Living Fully: The Hidden Requirement

Living fully in each moment (by which I mean taking advantage of all the gifts bestowed on us by being alive) is what we are here to do. Living fully doesn’t just happen; it requires commitment. But commitment requires something more: integrity. Integrity is the hidden requirement for living fully.

Integrity is integral to a good, full life. Remember the regrets people share on their deathbeds? These are disclosures of Integrity Failure (IF). IF robbed these people of the fullest life possible.

I am not intending to teach anyone reading this blog about IF as if I am untainted.  I intend to be real in this post. You should expect nothing less than my honesty.

Look around. I am sure you noticed. L(IF)E is full of IF. For example, we take jobs that don’t fit our well-being, hang out with people that don’t have our best interests at heart, belong to organizations only for the personal benefits, tell gossip that hurts others, buy from businesses that are stealing from our future and destroying our planetary home for profit, we sing the national anthem because everyone else does, et cetera, et cetera.

My life is full of examples of Integrity Failure. It started early in my life, perhaps as an experiment in survival and then it continued as a habit. My first friends were often people that others didn’t like. I felt sorry for them and committed to being a “real” friend, through thick and thin. Integrity Failure.

Ron, for example, consistently got me in trouble. He lied, stole and manipulated to get what he wanted. I followed along at first and then copied his example. Integrity Failure. Specifically, I recall Ron and me stealing a neighbor’s corn and cherries, and another neighbor’s apples and pears. I knew that was wrong. Integrity Failure.  We broke into abandoned buildings and new construction. Integrity Failure. And, of course, we were caught. He convinced me to break my parents rules over and over because “the rules were stupid.” Ron told me he got by with stealing candy from a storeowner, so I tried it. Integrity Failure. We never got into cruelty or grand larceny (and I don’t think I would have been capable of bending the stupid rules that far) but this was more than bending rules, it was sacrificing my commitment to a higher authority than friendship for friendship’s sake. That is IF.
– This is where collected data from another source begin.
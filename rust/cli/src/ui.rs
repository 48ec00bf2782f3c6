//! Terminal output helpers shared by the commands.

use std::io::Write;

pub fn write_error(err: &mut dyn Write, msg: &str) -> std::io::Result<()> {
    writeln!(err, "Error: {}", msg)
}

/// Display a warning message to stderr with "WARNING:" prefix
pub fn display_warning(err: &mut dyn Write, message: &str) -> std::io::Result<()> {
    writeln!(err, "WARNING: {}", message)
}

/// Formats a percentage with one decimal place.
pub fn percent(value: f64) -> String {
    format!("{:.1}%", value)
}

#[cfg(test)]
mod tests {
    use super::*;

    #[test]
    fn prefixes_errors_and_warnings() {
        let mut buf = Vec::new();
        write_error(&mut buf, "boom").unwrap();
        display_warning(&mut buf, "careful").unwrap();
        let text = String::from_utf8(buf).unwrap();
        assert_eq!(text, "Error: boom\nWARNING: careful\n");
    }

    #[test]
    fn percent_rounds_to_one_place() {
        assert_eq!(percent(33.333), "33.3%");
        assert_eq!(percent(100.0), "100.0%");
    }
}
use std::io;

fn main() {
    let json = std::env::var("KITTENS_LOG_JSON")
        .map(|v| matches!(v.to_ascii_lowercase().as_str(), "1" | "true" | "on" | "yes"))
        .unwrap_or(false);
    if let Err(e) = kittens_service::init_logging(json) {
        eprintln!("WARNING: logging disabled: {}", e);
    }

    let code = kittens_cli::run(std::env::args(), &mut io::stdout(), &mut io::stderr());
    std::process::exit(code);
}
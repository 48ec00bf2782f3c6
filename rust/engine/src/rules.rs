use serde::{Deserialize, Serialize};

use crate::cards::{Card, CardKind, Effect};

/// Fixed action vocabulary shared with the policy tables.
///
/// The numeric code of each variant is part of the trained-policy contract:
/// `0=Draw, 1=PlaySkip, 2=PlayAttack, 3=PlayFavor, 4=PlayNope,
/// 5=PlaySeeFuture, 6=PlayShuffle, 7=PlayCat`.
#[derive(Debug, Clone, Copy, Eq, PartialEq, Hash, Serialize, Deserialize)]
#[serde(rename_all = "snake_case")]
pub enum AgentAction {
    Draw,
    PlaySkip,
    PlayAttack,
    PlayFavor,
    PlayNope,
    PlaySeeFuture,
    PlayShuffle,
    PlayCat,
}

pub const ACTION_COUNT: u8 = 8;

impl AgentAction {
    pub fn from_code(code: u8) -> Option<AgentAction> {
        match code {
            0 => Some(AgentAction::Draw),
            1 => Some(AgentAction::PlaySkip),
            2 => Some(AgentAction::PlayAttack),
            3 => Some(AgentAction::PlayFavor),
            4 => Some(AgentAction::PlayNope),
            5 => Some(AgentAction::PlaySeeFuture),
            6 => Some(AgentAction::PlayShuffle),
            7 => Some(AgentAction::PlayCat),
            _ => None,
        }
    }

    pub fn code(self) -> u8 {
        match self {
            AgentAction::Draw => 0,
            AgentAction::PlaySkip => 1,
            AgentAction::PlayAttack => 2,
            AgentAction::PlayFavor => 3,
            AgentAction::PlayNope => 4,
            AgentAction::PlaySeeFuture => 5,
            AgentAction::PlayShuffle => 6,
            AgentAction::PlayCat => 7,
        }
    }

    fn matches(self, card: &Card) -> bool {
        match self {
            AgentAction::Draw => false,
            AgentAction::PlayCat => card.kind == CardKind::Cat,
            AgentAction::PlaySkip => card.effect_kind() == Some(Effect::Skip),
            AgentAction::PlayAttack => card.effect_kind() == Some(Effect::Attack),
            AgentAction::PlayFavor => card.effect_kind() == Some(Effect::Target),
            AgentAction::PlayNope => card.effect_kind() == Some(Effect::Nope),
            AgentAction::PlaySeeFuture => card.effect_kind() == Some(Effect::SeeFuture),
            AgentAction::PlayShuffle => card.effect_kind() == Some(Effect::Shuffle),
        }
    }
}

/// Resolves a play action to the first hand index holding a matching card.
///
/// Returns `None` for [`AgentAction::Draw`] and when no card in the hand
/// carries the requested effect.
///
/// # Examples
///
/// ```
/// use kittens_engine::cards::{Card, CardKind};
/// use kittens_engine::rules::{card_for_action, AgentAction};
///
/// let hand = vec![Card::new(CardKind::Dog, "a"), Card::new(CardKind::Taco, "b")];
/// assert_eq!(card_for_action(&hand, AgentAction::PlayShuffle), Some(1));
/// assert_eq!(card_for_action(&hand, AgentAction::PlayAttack), None);
/// ```
pub fn card_for_action(hand: &[Card], action: AgentAction) -> Option<usize> {
    hand.iter().position(|c| action.matches(c))
}

#[cfg(test)]
mod tests {
    use super::*;

    #[test]
    fn codes_round_trip_for_every_action() {
        for code in 0..ACTION_COUNT {
            let action = AgentAction::from_code(code).unwrap();
            assert_eq!(action.code(), code);
        }
        assert_eq!(AgentAction::from_code(8), None);
    }

    #[test]
    fn skip_matches_beer_and_sleep() {
        let hand = vec![
            Card::new(CardKind::Cat, "a"),
            Card::new(CardKind::Sleep, "b"),
            Card::new(CardKind::Beer, "c"),
        ];
        assert_eq!(card_for_action(&hand, AgentAction::PlaySkip), Some(1));
        assert_eq!(card_for_action(&hand, AgentAction::PlayCat), Some(0));
        assert_eq!(card_for_action(&hand, AgentAction::Draw), None);
    }
}
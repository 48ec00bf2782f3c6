use kittens_engine::cards::regular_kinds;
use kittens_engine::deck::DeckCatalog;
use kittens_engine::game::{GameRules, HAND_SIZE, MAX_PLAYERS};
use serde::{Deserialize, Serialize};
use std::fs;
use std::path::PathBuf;
use thiserror::Error;

pub const CONFIG_ENV: &str = "KITTENS_CONFIG";

/// Runtime settings for the game manager and simulator
#[derive(Debug, Clone, Serialize, Deserialize, PartialEq, Eq)]
pub struct GameSettings {
    /// Largest roster a game accepts (2-5)
    pub max_players: usize,
    /// Regular cards dealt per player
    pub hand_size: usize,
    pub copies_per_kind: usize,
    pub bomb_count: usize,
    pub defuse_count: usize,
    /// Directory holding the trained policy tables
    pub policy_dir: String,
    /// Cards an agent may play before it must draw
    pub max_plays_per_turn: u32,
    /// Agent turns one commit may run before giving up
    pub max_chain_turns: u32,
    pub seed: Option<u64>,
    /// Keep (state, action, reward, next state) rows for agent decisions
    pub record_decisions: bool,
    pub log_json: bool,
}

impl Default for GameSettings {
    fn default() -> Self {
        let catalog = DeckCatalog::default();
        Self {
            max_players: MAX_PLAYERS,
            hand_size: HAND_SIZE,
            copies_per_kind: catalog.copies_per_kind,
            bomb_count: catalog.bomb_count,
            defuse_count: catalog.defuse_count,
            policy_dir: "policies".to_string(),
            max_plays_per_turn: 3,
            max_chain_turns: 1_000,
            seed: None,
            record_decisions: false,
            log_json: false,
        }
    }
}

impl GameSettings {
    /// Validate settings values
    pub fn validate(&self) -> Result<(), SettingsError> {
        if !(2..=MAX_PLAYERS).contains(&self.max_players) {
            return Err(SettingsError::InvalidValue(format!(
                "max_players must be between 2 and {}",
                MAX_PLAYERS
            )));
        }
        if self.hand_size == 0 {
            return Err(SettingsError::InvalidValue(
                "hand_size must be greater than 0".to_string(),
            ));
        }
        if self.copies_per_kind * regular_kinds().len() < self.hand_size * self.max_players {
            return Err(SettingsError::InvalidValue(
                "copies_per_kind too small to deal a full table".to_string(),
            ));
        }
        if self.policy_dir.trim().is_empty() {
            return Err(SettingsError::InvalidValue(
                "policy_dir cannot be empty".to_string(),
            ));
        }
        if self.max_chain_turns == 0 {
            return Err(SettingsError::InvalidValue(
                "max_chain_turns must be greater than 0".to_string(),
            ));
        }
        Ok(())
    }

    pub fn catalog(&self) -> DeckCatalog {
        DeckCatalog {
            copies_per_kind: self.copies_per_kind,
            bomb_count: self.bomb_count,
            defuse_count: self.defuse_count,
        }
    }

    pub fn rules(&self) -> GameRules {
        GameRules {
            max_players: self.max_players,
            hand_size: self.hand_size,
            catalog: self.catalog(),
        }
    }
}

#[derive(Debug, Clone, Copy, PartialEq, Eq, Serialize)]
#[serde(rename_all = "lowercase")]
pub enum ValueSource {
    Default,
    File,
    Env,
}

/// Where each resolved value came from
#[derive(Debug, Clone, Copy, Serialize)]
pub struct SettingsSources {
    pub max_players: ValueSource,
    pub hand_size: ValueSource,
    pub copies_per_kind: ValueSource,
    pub bomb_count: ValueSource,
    pub defuse_count: ValueSource,
    pub policy_dir: ValueSource,
    pub max_plays_per_turn: ValueSource,
    pub max_chain_turns: ValueSource,
    pub seed: ValueSource,
    pub record_decisions: ValueSource,
    pub log_json: ValueSource,
}

impl Default for SettingsSources {
    fn default() -> Self {
        Self {
            max_players: ValueSource::Default,
            hand_size: ValueSource::Default,
            copies_per_kind: ValueSource::Default,
            bomb_count: ValueSource::Default,
            defuse_count: ValueSource::Default,
            policy_dir: ValueSource::Default,
            max_plays_per_turn: ValueSource::Default,
            max_chain_turns: ValueSource::Default,
            seed: ValueSource::Default,
            record_decisions: ValueSource::Default,
            log_json: ValueSource::Default,
        }
    }
}

#[derive(Debug, Clone)]
pub struct SettingsResolved {
    pub settings: GameSettings,
    pub sources: SettingsSources,
}

#[derive(Debug, Error)]
pub enum SettingsError {
    #[error("Failed to read config file {path}: {source}")]
    Io {
        path: PathBuf,
        #[source]
        source: std::io::Error,
    },
    #[error("Failed to parse config file: {0}")]
    Parse(#[from] toml::de::Error),
    #[error("Invalid settings value: {0}")]
    InvalidValue(String),
}

#[derive(Debug, Default, Deserialize)]
#[serde(deny_unknown_fields)]
struct FileSettings {
    max_players: Option<usize>,
    hand_size: Option<usize>,
    copies_per_kind: Option<usize>,
    bomb_count: Option<usize>,
    defuse_count: Option<usize>,
    policy_dir: Option<String>,
    max_plays_per_turn: Option<u32>,
    max_chain_turns: Option<u32>,
    seed: Option<u64>,
    record_decisions: Option<bool>,
    log_json: Option<bool>,
}

/// Resolves settings from the process environment.
pub fn load() -> Result<SettingsResolved, SettingsError> {
    load_with_sources(|key| std::env::var(key).ok())
}

/// Defaults, then the TOML file named by `KITTENS_CONFIG`, then `KITTENS_*`
/// variables. `env` looks a variable up by name.
pub fn load_with_sources<F>(env: F) -> Result<SettingsResolved, SettingsError>
where
    F: Fn(&str) -> Option<String>,
{
    let mut cfg = GameSettings::default();
    let mut sources = SettingsSources::default();

    if let Some(path) = env(CONFIG_ENV).filter(|p| !p.is_empty()) {
        let path = PathBuf::from(path);
        let text = fs::read_to_string(&path).map_err(|source| SettingsError::Io {
            path: path.clone(),
            source,
        })?;
        let f: FileSettings = toml::from_str(&text)?;
        macro_rules! from_file {
            ($field:ident) => {
                if let Some(v) = f.$field {
                    cfg.$field = v;
                    sources.$field = ValueSource::File;
                }
            };
        }
        from_file!(max_players);
        from_file!(hand_size);
        from_file!(copies_per_kind);
        from_file!(bomb_count);
        from_file!(defuse_count);
        from_file!(policy_dir);
        from_file!(max_plays_per_turn);
        from_file!(max_chain_turns);
        from_file!(record_decisions);
        from_file!(log_json);
        if let Some(v) = f.seed {
            cfg.seed = Some(v);
            sources.seed = ValueSource::File;
        }
    }

    let var = |key: &str| env(key).filter(|v| !v.is_empty());

    if let Some(seed) = var("KITTENS_SEED") {
        cfg.seed = Some(parse_env("KITTENS_SEED", &seed)?);
        sources.seed = ValueSource::Env;
    }
    if let Some(v) = var("KITTENS_MAX_PLAYERS") {
        cfg.max_players = parse_env("KITTENS_MAX_PLAYERS", &v)?;
        sources.max_players = ValueSource::Env;
    }
    if let Some(v) = var("KITTENS_HAND_SIZE") {
        cfg.hand_size = parse_env("KITTENS_HAND_SIZE", &v)?;
        sources.hand_size = ValueSource::Env;
    }
    if let Some(v) = var("KITTENS_POLICY_DIR") {
        cfg.policy_dir = v;
        sources.policy_dir = ValueSource::Env;
    }
    if let Some(v) = var("KITTENS_MAX_PLAYS_PER_TURN") {
        cfg.max_plays_per_turn = parse_env("KITTENS_MAX_PLAYS_PER_TURN", &v)?;
        sources.max_plays_per_turn = ValueSource::Env;
    }
    if let Some(v) = var("KITTENS_MAX_CHAIN_TURNS") {
        cfg.max_chain_turns = parse_env("KITTENS_MAX_CHAIN_TURNS", &v)?;
        sources.max_chain_turns = ValueSource::Env;
    }
    if let Some(v) = var("KITTENS_RECORD_DECISIONS") {
        cfg.record_decisions = parse_bool(&v).ok_or_else(|| {
            SettingsError::InvalidValue("KITTENS_RECORD_DECISIONS must be a boolean".into())
        })?;
        sources.record_decisions = ValueSource::Env;
    }
    if let Some(v) = var("KITTENS_LOG_JSON") {
        cfg.log_json = parse_bool(&v).ok_or_else(|| {
            SettingsError::InvalidValue("KITTENS_LOG_JSON must be a boolean".into())
        })?;
        sources.log_json = ValueSource::Env;
    }

    cfg.validate()?;
    Ok(SettingsResolved {
        settings: cfg,
        sources,
    })
}

fn parse_env<T: std::str::FromStr>(key: &str, value: &str) -> Result<T, SettingsError> {
    value
        .trim()
        .parse()
        .map_err(|_| SettingsError::InvalidValue(format!("{} has invalid value {:?}", key, value)))
}

fn parse_bool(s: &str) -> Option<bool> {
    match s.to_ascii_lowercase().as_str() {
        "1" | "true" | "on" | "yes" => Some(true),
        "0" | "false" | "off" | "no" => Some(false),
        _ => None,
    }
}

#[cfg(test)]
mod tests {
    use super::*;
    use std::collections::HashMap;

    fn env_of(pairs: &[(&str, &str)]) -> impl Fn(&str) -> Option<String> {
        let map: HashMap<String, String> = pairs
            .iter()
            .map(|(k, v)| (k.to_string(), v.to_string()))
            .collect();
        move |key| map.get(key).cloned()
    }

    #[test]
    fn default_settings_are_valid() {
        let settings = GameSettings::default();
        assert!(settings.validate().is_ok());
        assert_eq!(settings.rules(), GameRules::default());
    }

    #[test]
    fn validates_player_range() {
        for bad in [0, 1, 6] {
            let settings = GameSettings {
                max_players: bad,
                ..Default::default()
            };
            assert!(settings.validate().is_err(), "max_players {}", bad);
        }
    }

    #[test]
    fn validates_deck_can_deal_full_table() {
        let settings = GameSettings {
            copies_per_kind: 4,
            ..Default::default()
        };
        assert!(settings.validate().is_err());
    }

    #[test]
    fn no_sources_resolve_to_defaults() {
        let resolved = load_with_sources(env_of(&[])).unwrap();
        assert_eq!(resolved.settings, GameSettings::default());
        assert_eq!(resolved.sources.seed, ValueSource::Default);
    }

    #[test]
    fn env_overrides_file() {
        let dir = tempfile::tempdir().unwrap();
        let path = dir.path().join("kittens.toml");
        fs::write(&path, "seed = 7\nhand_size = 5\npolicy_dir = \"tables\"\n").unwrap();
        let path = path.to_string_lossy().to_string();
        let resolved = load_with_sources(env_of(&[
            (CONFIG_ENV, path.as_str()),
            ("KITTENS_SEED", "99"),
            ("KITTENS_LOG_JSON", "yes"),
        ]))
        .unwrap();
        assert_eq!(resolved.settings.seed, Some(99));
        assert_eq!(resolved.sources.seed, ValueSource::Env);
        assert_eq!(resolved.settings.hand_size, 5);
        assert_eq!(resolved.sources.hand_size, ValueSource::File);
        assert_eq!(resolved.settings.policy_dir, "tables");
        assert!(resolved.settings.log_json);
        assert_eq!(resolved.sources.max_players, ValueSource::Default);
    }

    #[test]
    fn invalid_env_values_are_rejected() {
        let err = load_with_sources(env_of(&[("KITTENS_SEED", "abc")])).unwrap_err();
        assert!(matches!(err, SettingsError::InvalidValue(_)));
        let err = load_with_sources(env_of(&[("KITTENS_MAX_PLAYERS", "9")])).unwrap_err();
        assert!(matches!(err, SettingsError::InvalidValue(_)));
    }

    #[test]
    fn missing_or_malformed_file_is_an_error() {
        let err = load_with_sources(env_of(&[(CONFIG_ENV, "/no/such/kittens.toml")])).unwrap_err();
        assert!(matches!(err, SettingsError::Io { .. }));

        let dir = tempfile::tempdir().unwrap();
        let path = dir.path().join("bad.toml");
        fs::write(&path, "max_players = \"five\"").unwrap();
        let path = path.to_string_lossy().to_string();
        let err = load_with_sources(env_of(&[(CONFIG_ENV, path.as_str())])).unwrap_err();
        assert!(matches!(err, SettingsError::Parse(_)));
    }
}
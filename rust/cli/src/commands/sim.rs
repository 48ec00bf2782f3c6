//! Simulation command handler.
//!
//! Plays all-agent games to completion through the game manager, the same
//! commit path interactive games use. Each game is written as one
//! [`GameRecord`] JSONL line; agent decisions can additionally be exported as
//! `s,a,r,sp` CSV rows for offline training.
//!
//! # Examples
//!
//! ```no_run
//! use kittens_cli::commands::sim::{handle_sim_command, SimOptions};
//! use kittens_service::GameSettings;
//! use std::io;
//!
//! let opts = SimOptions {
//!     games: 100,
//!     players: 4,
//!     seed: Some(42),
//!     output: Some("data/games.jsonl".into()),
//!     ..Default::default()
//! };
//! handle_sim_command(&opts, &GameSettings::default(), &mut io::stdout(), &mut io::stderr())
//!     .unwrap();
//! ```

use crate::error::CliError;
use crate::io_utils::{create_buffered, ensure_parent_dir};
use crate::ui;
use kittens_ai::policy::PolicyStore;
use kittens_ai::DecisionEngine;
use kittens_engine::logger::{GameLogger, GameRecord, GameStatsRecord};
use kittens_engine::player::AgentType;
use kittens_service::{
    DocumentStore, GameManager, GameSettings, MemoryStore, ServiceError, SqliteStore,
    calculate_stats,
};
use std::io::Write;
use std::path::{Path, PathBuf};
use std::sync::Arc;

/// Options of one `sim` run
#[derive(Debug, Clone, Default)]
pub struct SimOptions {
    pub games: u32,
    pub players: usize,
    /// Base seed; falls back to the configured seed, then to a random one
    pub seed: Option<u64>,
    pub output: Option<PathBuf>,
    pub transitions: Option<PathBuf>,
    pub db: Option<PathBuf>,
    pub policy_dir: Option<PathBuf>,
}

/// Handle the sim command: play `games` all-agent games.
///
/// Game `i` is seeded with `seed + i`, so a run is reproducible from its base
/// seed. Prints a per-agent-type summary when done.
pub fn handle_sim_command(
    opts: &SimOptions,
    settings: &GameSettings,
    out: &mut dyn Write,
    err: &mut dyn Write,
) -> Result<(), CliError> {
    if opts.games == 0 {
        ui::write_error(err, "games must be >= 1")?;
        return Err(CliError::InvalidInput("games must be >= 1".to_string()));
    }
    if !(2..=settings.max_players).contains(&opts.players) {
        let msg = format!("players must be between 2 and {}", settings.max_players);
        ui::write_error(err, &msg)?;
        return Err(CliError::InvalidInput(msg));
    }

    let policy_dir = opts
        .policy_dir
        .clone()
        .unwrap_or_else(|| PathBuf::from(&settings.policy_dir));
    let policies = Arc::new(PolicyStore::load_dir(&policy_dir));
    let decisions = Arc::new(DecisionEngine::new(policies));
    let store = open_store(opts.db.as_deref(), err)?;

    let mut logger = match &opts.output {
        Some(path) => GameLogger::create(path).map_err(|e| {
            let _ = ui::write_error(
                err,
                &format!("Failed to open output file {}: {}", path.display(), e),
            );
            CliError::Io(e)
        })?,
        None => GameLogger::discard(),
    };
    let mut transitions = match &opts.transitions {
        Some(path) => {
            let mut w = create_buffered(path)?;
            writeln!(w, "s,a,r,sp")?;
            Some(w)
        }
        None => None,
    };

    let base_seed = opts.seed.or(settings.seed).unwrap_or_else(rand::random);
    let roster = agent_roster(opts.players);
    let mut standings: Vec<GameStatsRecord> = Vec::new();
    let mut exhausted = 0u32;

    for i in 0..opts.games {
        let seed = base_seed.wrapping_add(u64::from(i));
        let manager = GameManager::new(
            Arc::clone(&store),
            Arc::clone(&decisions),
            GameSettings {
                seed: Some(seed),
                record_decisions: transitions.is_some(),
                ..settings.clone()
            },
        );
        let id = manager.create_game_with_roster(roster.clone())?;
        let game = manager.get_game(&id)?;
        if game.winner().is_none() {
            exhausted += 1;
        }

        let record = GameRecord {
            game_id: id.clone(),
            seed,
            winner: game.winner(),
            rounds: game.round_number(),
            actions: game.action_history().to_vec(),
            standings: game.standings().to_vec(),
            ts: None,
        };
        logger.write(&record)?;

        if let Some(w) = transitions.as_mut() {
            for d in manager.take_decisions() {
                writeln!(w, "{},{},{},{}", d.state, d.action, d.reward, d.next_state)?;
            }
        }
        tracing::debug!(game_id = %id, seed, winner = ?game.winner(), rounds = record.rounds, "simulated game");
        standings.extend(record.standings);
    }
    if let Some(mut w) = transitions {
        w.flush()?;
    }

    writeln!(out, "Simulated: {} games", logger.written())?;
    if exhausted > 0 {
        writeln!(out, "Deck exhausted: {} games", exhausted)?;
    }
    for s in calculate_stats(&standings) {
        writeln!(
            out,
            "{:<10} games={} wins={} win_rate={} avg_position={:.2} explosions={}",
            s.player_type.as_str(),
            s.games,
            s.wins,
            ui::percent(s.win_rate),
            s.avg_position,
            s.explosions
        )?;
    }
    Ok(())
}

/// Agent seats cycle through every agent type.
fn agent_roster(players: usize) -> Vec<(String, AgentType)> {
    let rotation = AgentType::seat_rotation();
    (0..players)
        .map(|i| {
            let agent = rotation[i % rotation.len()];
            (format!("{}-{}", agent.as_str(), i + 1), agent)
        })
        .collect()
}

fn open_store(db: Option<&Path>, err: &mut dyn Write) -> Result<Arc<dyn DocumentStore>, CliError> {
    let Some(path) = db else {
        return Ok(Arc::new(MemoryStore::new()));
    };
    if let Err(e) = ensure_parent_dir(path) {
        ui::write_error(err, &e)?;
        return Err(CliError::Io(std::io::Error::other(e)));
    }
    match SqliteStore::open(path) {
        Ok(store) => Ok(Arc::new(store)),
        Err(e) => {
            ui::write_error(err, &format!("Failed to open database {}: {}", path.display(), e))?;
            Err(CliError::Service(ServiceError::from(e)))
        }
    }
}

#[cfg(test)]
mod tests {
    use super::*;

    #[test]
    fn roster_cycles_agent_types() {
        let roster = agent_roster(5);
        assert_eq!(roster.len(), 5);
        assert_eq!(roster[0].1, AgentType::Bayesian);
        assert_eq!(roster[4].1, AgentType::Bayesian);
        assert_eq!(roster[3].0, "random-4");
        assert!(roster.iter().all(|(_, t)| t.is_agent()));
    }

    #[test]
    fn rejects_zero_games_and_bad_table_size() {
        let settings = GameSettings::default();
        let mut out = Vec::new();
        let mut err = Vec::new();

        let zero = SimOptions {
            games: 0,
            players: 3,
            ..Default::default()
        };
        assert!(handle_sim_command(&zero, &settings, &mut out, &mut err).is_err());

        let crowded = SimOptions {
            games: 1,
            players: 6,
            ..Default::default()
        };
        assert!(handle_sim_command(&crowded, &settings, &mut out, &mut err).is_err());
        assert!(String::from_utf8(err).unwrap().contains("players must be between 2 and 5"));
    }

    #[test]
    fn summary_covers_every_seat_type() {
        let settings = GameSettings::default();
        let opts = SimOptions {
            games: 3,
            players: 4,
            seed: Some(9),
            ..Default::default()
        };
        let mut out = Vec::new();
        let mut err = Vec::new();
        handle_sim_command(&opts, &settings, &mut out, &mut err).unwrap();

        let stdout = String::from_utf8(out).unwrap();
        assert!(stdout.starts_with("Simulated: 3 games"));
        for t in ["bayesian", "qlearning", "mle", "random"] {
            assert!(stdout.contains(&format!("{:<10} games=3", t)), "{}", stdout);
        }
    }
}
Later on in life, similar friendships developed and my commitment to church got hypocritical. It was hypocritical because I believed just like the others so I could have friends and not disappoint my family. IF. It wasn’t just breaking integrity with an organization; I broke integrity with my parents, my brothers, my wife and my only child.

One of the first major steps I took toward Full Integrity (FI) was to admit that my thirty-year-plus marriage was another IF. And though I have often blamed her in my head, as a step toward FI, I will say here publicly that my IF was a major factor in that relationship and breakup.

One general observation comes from this: most all of us have lied to ourselves that our integrity will cover up for others’ lack of integrity. For example, “My love will hold together this marriage.” “My commitment to the children will keep them from harm even if my partner fails them.” “I know how this works and the group needs me for it to function, even if they don’t appreciate me.” Does this sound familiar? It’s our flirtation with IF and it’s a slippery slope.

My slippery slope story was that I did it for love, God, and country. When I was eighteen, I registered at the draft board as a conscientious objector. I knew in my heart that killing was wrong and it would be a crime against my conscience to go to war as a participant in any way. That was FI. Not long after, I got married. I told myself it was for love, but it was for peer acceptance, to rebel against my parents, and to help give my girlfriend a new start. IF. So, I entered the workforce at 18. Then, for “love” and at her insistence, I moved away from my job to another state. Jobs there were extremely hard to come by and soon we had a child. My meager pay as a busboy wasn’t paying the bills. I had to do something…so I signed up for the Armed Forces. Major Integrity Failure. I was in the middle of huge lie…an IF… but “I did it for my family.” Did I learn? No.

A couple of years later, my wife decided she needed a college degree. But she didn’t like school, so with some relaxed rules of an off-site university, I helped her with her undergraduate degree. A few years after that, she went on to pursue a Masters. Again, I helped, mostly with research and writing. But this time, because her degree would get work in a church setting, I was doing it for God. Then, as the ministry work moved us around,  our son had to leave friends and change schools almost yearly. The poor little guy witnessed IF after IF from his father. No wonder he had difficulties with religion in general and me in particular. IF was a slippery slope for me. It all started with wanting to be accepted and wanting to help. The self-told lie lasted for thirty-some years, and some of us still bear the scars.

Seeing Integrity Failure in someone else is easier than seeing it in ourselves. That is the value of my story. You can see it in me and that could be your first step toward awareness of how slippery the slope can be. Lives are ruined by Integrity Failure. Marriages, careers, children, organizations, communities and countries.

Living fully is impossible on the slippery IF slope. Our hope of regaining a full life is not on our deathbed making a confession full of regrets. Our hope of living fully requires the brilliant light of Full Integrity (FI) ASAP. The brightness of Full Integrity reveals the shadow of IF behind us. We only become aware of the shadow if we turn around to look at it… and then admit to what everyone behind us sees clearly.